Ahmed et al. [4] summarize LoMST’s performance with respect to the data 
size and report the values under the last two columns in Table 12.1. Looking at 
the two extremes, the case of the highest number of observations (N = 60, 632, 
KDDcup99), which is the one having the second highest N/n ratio, versus the 
case of the highest number of attributes (n = 259, Arrhythmia), which is also 
the one having the lowest N/n ratio, LoMST performs on top in both cases. It 
can also be noticed that on two of the datasets when the number of anomalies 
are too numerous (over a few hundreds to more than one thousand), LoMST 
does not do well enough.
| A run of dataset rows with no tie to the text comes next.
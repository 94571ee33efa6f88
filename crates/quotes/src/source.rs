//! Quote source trait and fallback resolution.

use anyhow::Result;
use async_trait::async_trait;
use hedge_sim_core::MarketConfig;
use rust_decimal::Decimal;
use tracing::warn;

/// A provider of current market prices. `None` means the quote is
/// unavailable; failures are provider errors (network, parse).
#[async_trait]
pub trait QuoteSource: Send + Sync {
    /// Current underlying index level, if available.
    async fn index_level(&self) -> Result<Option<Decimal>>;

    /// Current ETF price per share, if available.
    async fn etf_price(&self) -> Result<Option<Decimal>>;
}

/// Resolved market inputs for a simulation.
///
/// When a quote was unavailable the corresponding `*_stale` flag is set and
/// the value is the configured fallback constant, an arbitrary safety
/// default rather than a market truth. Presentation layers must surface
/// stale values to the user.
#[derive(Debug, Clone, Copy, PartialEq)]
pub struct MarketSnapshot {
    pub index_level: Decimal,
    pub etf_price: Decimal,
    pub index_stale: bool,
    pub etf_stale: bool,
}

/// Fetches both quotes from `source`, substituting the fallbacks from
/// `market` for anything unavailable or failing.
pub async fn resolve_market(source: &dyn QuoteSource, market: &MarketConfig) -> MarketSnapshot {
    let index_level = match source.index_level().await {
        Ok(Some(level)) => Some(level),
        Ok(None) => None,
        Err(e) => {
            warn!(symbol = %market.index_symbol, error = %e, "index quote fetch failed");
            None
        }
    };
    let etf_price = match source.etf_price().await {
        Ok(Some(price)) => Some(price),
        Ok(None) => None,
        Err(e) => {
            warn!(symbol = %market.etf_symbol, error = %e, "ETF quote fetch failed");
            None
        }
    };

    if index_level.is_none() {
        warn!(fallback = %market.fallback_index, "index level unavailable, using fallback");
    }
    if etf_price.is_none() {
        warn!(fallback = %market.fallback_etf_price, "ETF price unavailable, using fallback");
    }

    MarketSnapshot {
        index_level: index_level.unwrap_or(market.fallback_index),
        etf_price: etf_price.unwrap_or(market.fallback_etf_price),
        index_stale: index_level.is_none(),
        etf_stale: etf_price.is_none(),
    }
}
use clap::{Parser, Subcommand};

mod commands;
mod format;

use commands::{
    AddLegArgs, ClearArgs, RemoveLegArgs, SetHedgeRatioArgs, SetHoldingArgs, ShowArgs,
    SimulateArgs,
};
use hedge_sim_core::ConfigLoader;

#[derive(Parser)]
#[command(name = "hedge-sim")]
#[command(about = "Payoff simulator for a leveraged-ETF position hedged with options", long_about = None)]
struct Cli {
    /// Config file path
    #[arg(
        short,
        long,
        env = "HEDGE_SIM_CONFIG",
        default_value = "config/Config.toml",
        global = true
    )]
    config: String,

    #[command(subcommand)]
    command: Commands,
}

#[derive(Subcommand)]
enum Commands {
    /// Show the stored holding, hedge legs, and premium totals
    Show(ShowArgs),
    /// Add an option leg to the position
    AddLeg(AddLegArgs),
    /// Remove an option leg by its number in `show`
    RemoveLeg(RemoveLegArgs),
    /// Overwrite the ETF holding
    SetHolding(SetHoldingArgs),
    /// Set the hedge ratio (option contracts per ETF lot)
    SetHedgeRatio(SetHedgeRatioArgs),
    /// Sweep settlement prices and print the P&L table
    Simulate(SimulateArgs),
    /// Delete all stored position state
    Clear(ClearArgs),
}

#[tokio::main]
async fn main() -> anyhow::Result<()> {
    tracing_subscriber::fmt()
        .with_env_filter(
            tracing_subscriber::EnvFilter::try_from_default_env()
                .unwrap_or_else(|_| tracing_subscriber::EnvFilter::new("info")),
        )
        .init();

    let cli = Cli::parse();
    let config = ConfigLoader::load_from(&cli.config)?;

    match cli.command {
        Commands::Show(args) => commands::run_show(args, &config),
        Commands::AddLeg(args) => commands::run_add_leg(args, &config),
        Commands::RemoveLeg(args) => commands::run_remove_leg(args, &config),
        Commands::SetHolding(args) => commands::run_set_holding(args, &config).await,
        Commands::SetHedgeRatio(args) => commands::run_set_hedge_ratio(args, &config),
        Commands::Simulate(args) => commands::run_simulate(args, &config).await,
        Commands::Clear(args) => commands::run_clear(args, &config),
    }
}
In hindsight, it makes intuitive sense, as LoMST is 
designed to find the local, pointwise anomalies, which, when existing, should 
be of a relatively small amount. 

Another note is about the computational complexity of LoMST, which 
comes from two major sources. First, one needs to conduct the k-nearest 
neighbor search based on the chosen k. Then, for each observation, one needs 
to build a local MST using its k-nearest neighbors. For the first step, Ahmed 
et al. [4] use the fast approximate nearest neighbor searching approach [10, 16] 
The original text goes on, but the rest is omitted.